Identification of Milk Mixtures by 1H NMR Profiling

Identification of Milk Mixtures by 1H NMR Profiling

Author: ChemistryViews

Being a biological fluid, the composition of milk depends on several factors such as breed, individual metabolism, season, animal health, nutrition, or milking habits. However, in this strong chemical variability, some common features (patterns), correlated to each of the above mentioned factors, are present. The recognition of these patterns, in the chemical composition of different kinds of milk, can be used for the identification and the classification of the milk samples and can be eventually used to establish a correlation between the chemical profile and the factors influencing its variability. Chemical profiling, associated with multivariate statistical techniques, is often used to perform the abovementioned pattern recognition and then for the identification of milk.

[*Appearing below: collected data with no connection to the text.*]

use std::path::PathBuf;

use clap::{Parser, Subcommand};

/// Rainfall IDF and SPI analysis for weather-station archives.
#[derive(Parser)]
#[command(
    name = "pluvio",
    version,
    about = "Rainfall IDF curve fitting and SPI drought index for weather stations"
)]
pub struct Cli {
    /// Increase verbosity (-v info, -vv debug, -vvv trace).
    #[arg(short, long, global = true, action = clap::ArgAction::Count)]
    pub verbose: u8,

    /// Path to TOML configuration file (defaults apply when omitted).
    #[arg(short, long, global = true)]
    pub config: Option<PathBuf>,

    /// Subcommand to run.
    #[command(subcommand)]
    pub command: Command,
}

/// Available subcommands.
#[derive(Subcommand)]
pub enum Command {
    /// Fit IDF curves for one station file.
    Idf(StationArgs),
    /// Compute the monthly SPI for one station file.
    Spi(StationArgs),
    /// Run IDF and SPI for every station file in a directory.
    Batch(BatchArgs),
}

/// Arguments shared by the single-station subcommands.
#[derive(clap::Args)]
pub struct StationArgs {
    /// Path to the station CSV file.
    #[arg(short, long)]
    pub input: PathBuf,

    /// Path for the JSON report (stdout when omitted).
    #[arg(short, long)]
    pub output: Option<PathBuf>,
}

/// Arguments for the `batch` subcommand.
#[derive(clap::Args)]
pub struct BatchArgs {
    /// Directory holding station CSV files.
    #[arg(long = "input-dir")]
    pub input_dir: PathBuf,

    /// Directory receiving `<code>.json` reports and `summary.json`.
    #[arg(long = "output-dir")]
    pub output_dir: PathBuf,

    /// Override the worker thread count from config.
    #[arg(short, long)]
    pub threads: Option<usize>,

    /// Recompute every station, ignoring and not updating the result cache.
    #[arg(long = "no-cache")]
    pub no_cache: bool,
}
use std::path::Path;

use anyhow::{Context, Result};
use serde::Deserialize;

/// Top-level pluvio configuration.
///
/// Every table and field is optional; an empty file equals the defaults.
#[derive(Debug, Default, Deserialize)]
#[serde(deny_unknown_fields)]
pub struct PluvioConfig {
    /// IDF fitting settings.
    #[serde(default)]
    pub idf: IdfToml,

    /// SPI settings.
    #[serde(default)]
    pub spi: SpiToml,

    /// Batch processing settings.
    #[serde(default)]
    pub batch: BatchToml,
}

impl PluvioConfig {
    /// Read a TOML file, or return defaults when `path` is `None`.
    pub fn load(path: Option<&Path>) -> Result<Self> {
        let Some(path) = path else {
            return Ok(Self::default());
        };
        let text = std::fs::read_to_string(path)
            .with_context(|| format!("failed to read config file: {}", path.display()))?;
        toml::from_str(&text).context("failed to parse TOML config")
    }
}

#[derive(Debug, Deserialize)]
#[serde(deny_unknown_fields)]
pub struct IdfToml {
    #[serde(default = "default_initial_guess")]
    pub initial_guess: [f64; 4],
    #[serde(default = "default_max_evaluations")]
    pub max_evaluations: usize,
    #[serde(default = "default_min_rows")]
    pub min_rows: usize,
    #[serde(default = "default_floor")]
    pub return_period_floor: f64,
    #[serde(default = "default_floor")]
    pub duration_floor: f64,
    #[serde(default = "default_penalty")]
    pub penalty: f64,
}

impl Default for IdfToml {
    fn default() -> Self {
        Self {
            initial_guess: default_initial_guess(),
            max_evaluations: default_max_evaluations(),
            min_rows: default_min_rows(),
            return_period_floor: default_floor(),
            duration_floor: default_floor(),
            penalty: default_penalty(),
        }
    }
}

fn default_initial_guess() -> [f64; 4] {
    [500.0, 0.1, 5.0, 0.3]
}
fn default_max_evaluations() -> usize {
    1000
}
fn default_min_rows() -> usize {
    5
}
fn default_floor() -> f64 {
    1e-6
}
fn default_penalty() -> f64 {
    1e6
}

#[derive(Debug, Deserialize)]
#[serde(deny_unknown_fields)]
pub struct SpiToml {
    #[serde(default = "default_min_occurrences")]
    pub min_occurrences: usize,
    #[serde(default = "default_min_positive")]
    pub min_positive: usize,
    #[serde(default = "default_cdf_clip")]
    pub cdf_clip: f64,
}

impl Default for SpiToml {
    fn default() -> Self {
        Self {
            min_occurrences: default_min_occurrences(),
            min_positive: default_min_positive(),
            cdf_clip: default_cdf_clip(),
        }
    }
}

fn default_min_occurrences() -> usize {
    3
}
fn default_min_positive() -> usize {
    2
}
fn default_cdf_clip() -> f64 {
    1e-10
}

#[derive(Debug, Deserialize)]
#[serde(deny_unknown_fields)]
pub struct BatchToml {
    /// Worker threads; `None` lets rayon decide.
    #[serde(default)]
    pub threads: Option<usize>,
    /// Include the 143-row intensity table in per-station reports.
    #[serde(default = "default_true")]
    pub include_table: bool,
}

impl Default for BatchToml {
    fn default() -> Self {
        Self {
            threads: None,
            include_table: true,
        }
    }
}

fn default_true() -> bool {
    true
}

#[cfg(test)]
mod tests {
    use super::*;

    #[test]
    fn empty_file_gives_defaults() {
        let cfg: PluvioConfig = toml::from_str("").unwrap();
        assert_eq!(cfg.idf.initial_guess, [500.0, 0.1, 5.0, 0.3]);
        assert_eq!(cfg.idf.max_evaluations, 1000);
        assert_eq!(cfg.spi.min_occurrences, 3);
        assert!(cfg.batch.threads.is_none());
        assert!(cfg.batch.include_table);
    }

    #[test]
    fn partial_tables() {
        let cfg: PluvioConfig = toml::from_str(
            r#"
            [idf]
            max_evaluations = 200

            [spi]
            cdf_clip = 1e-8

            [batch]
            threads = 4
            include_table = false
            "#,
        )
        .unwrap();
        assert_eq!(cfg.idf.max_evaluations, 200);
        assert_eq!(cfg.idf.min_rows, 5);
        assert!((cfg.spi.cdf_clip - 1e-8).abs() < f64::EPSILON);
        assert_eq!(cfg.spi.min_positive, 2);
        assert_eq!(cfg.batch.threads, Some(4));
        assert!(!cfg.batch.include_table);
    }

    #[test]
    fn unknown_fields_rejected() {
        assert!(toml::from_str::<PluvioConfig>("[idf]\nbogus = 1\n").is_err());
        assert!(toml::from_str::<PluvioConfig>("[plots]\n").is_err());
    }

    #[test]
    fn load_none_is_default() {
        let cfg = PluvioConfig::load(None).unwrap();
        assert_eq!(cfg.idf.penalty, 1e6);
    }

    #[test]
    fn load_missing_file_errors() {
        let err = PluvioConfig::load(Some(Path::new("/tmp/pluvio_missing_config.toml")))
            .unwrap_err();
        assert!(format!("{err:#}").contains("failed to read config file"));
    }
}
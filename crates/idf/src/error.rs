//! Error types for the pluvio-idf crate.

/// Error type for all fallible operations in the pluvio-idf crate.
///
/// Only malformed inputs are errors. A curve fit that does not converge is
/// reported through [`crate::FitStatus`] with sentinel parameters instead.
#[derive(Debug, Clone, PartialEq, thiserror::Error)]
pub enum IdfError {
    /// Returned when the cleaned daily series has no observations.
    #[error("daily series is empty")]
    EmptySeries,

    /// Returned when a quantile vector does not have one entry per return period.
    #[error("expected {expected} return-period quantiles, got {got}")]
    QuantileCountMismatch {
        /// Number of configured return periods.
        expected: usize,
        /// Number of values supplied.
        got: usize,
    },

    /// Returned when parallel table columns differ in length.
    #[error(
        "length mismatch: return periods has {return_periods_len} elements, durations has {durations_len}, intensities has {intensities_len}"
    )]
    LengthMismatch {
        /// Length of the return-period column.
        return_periods_len: usize,
        /// Length of the duration column.
        durations_len: usize,
        /// Length of the intensity column.
        intensities_len: usize,
    },

    /// Returned when a configuration parameter is invalid.
    #[error("invalid configuration: {reason}")]
    InvalidConfig {
        /// Description of the problem.
        reason: String,
    },
}

#[cfg(test)]
mod tests {
    use super::*;

    #[test]
    fn error_empty_series() {
        assert_eq!(IdfError::EmptySeries.to_string(), "daily series is empty");
    }

    #[test]
    fn error_quantile_count_mismatch() {
        let e = IdfError::QuantileCountMismatch {
            expected: 11,
            got: 10,
        };
        assert_eq!(e.to_string(), "expected 11 return-period quantiles, got 10");
    }

    #[test]
    fn error_length_mismatch() {
        let e = IdfError::LengthMismatch {
            return_periods_len: 3,
            durations_len: 2,
            intensities_len: 3,
        };
        assert_eq!(
            e.to_string(),
            "length mismatch: return periods has 3 elements, durations has 2, intensities has 3"
        );
    }

    #[test]
    fn error_invalid_config() {
        let e = IdfError::InvalidConfig {
            reason: "max_evaluations must be >= 1".to_string(),
        };
        assert_eq!(
            e.to_string(),
            "invalid configuration: max_evaluations must be >= 1"
        );
    }

    #[test]
    fn error_is_std_error() {
        fn assert_impl<T: std::error::Error>() {}
        assert_impl::<IdfError>();
    }

    #[test]
    fn error_is_send_and_sync() {
        fn assert_impl<T: Send + Sync>() {}
        assert_impl::<IdfError>();
    }
}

Raffaele Lamanna, ENEA Research Center of Trisaia, Rotondella, Italy, and colleagues used nuclear magnetic resonance profiling combined with a single-layer artificial neural network for the evaluation of the content of mixtures of different kinds of milk. In particular, aqueous fractions of cow and sheep milk mixtures are analyzed by 1H NMR. The spectral differences are highlighted by an analysis of the variance and a principal component analysis. The species classification problem is solved by a linear discriminant analysis. The quantification of the relative amount of the milk of two different species is then achieved by solving the appropriate multilinear problem.
The relative amount of sheep and cow milk is evaluated, by this multilinear regression of a selected set of NMR variables, with a precision of about 10 %.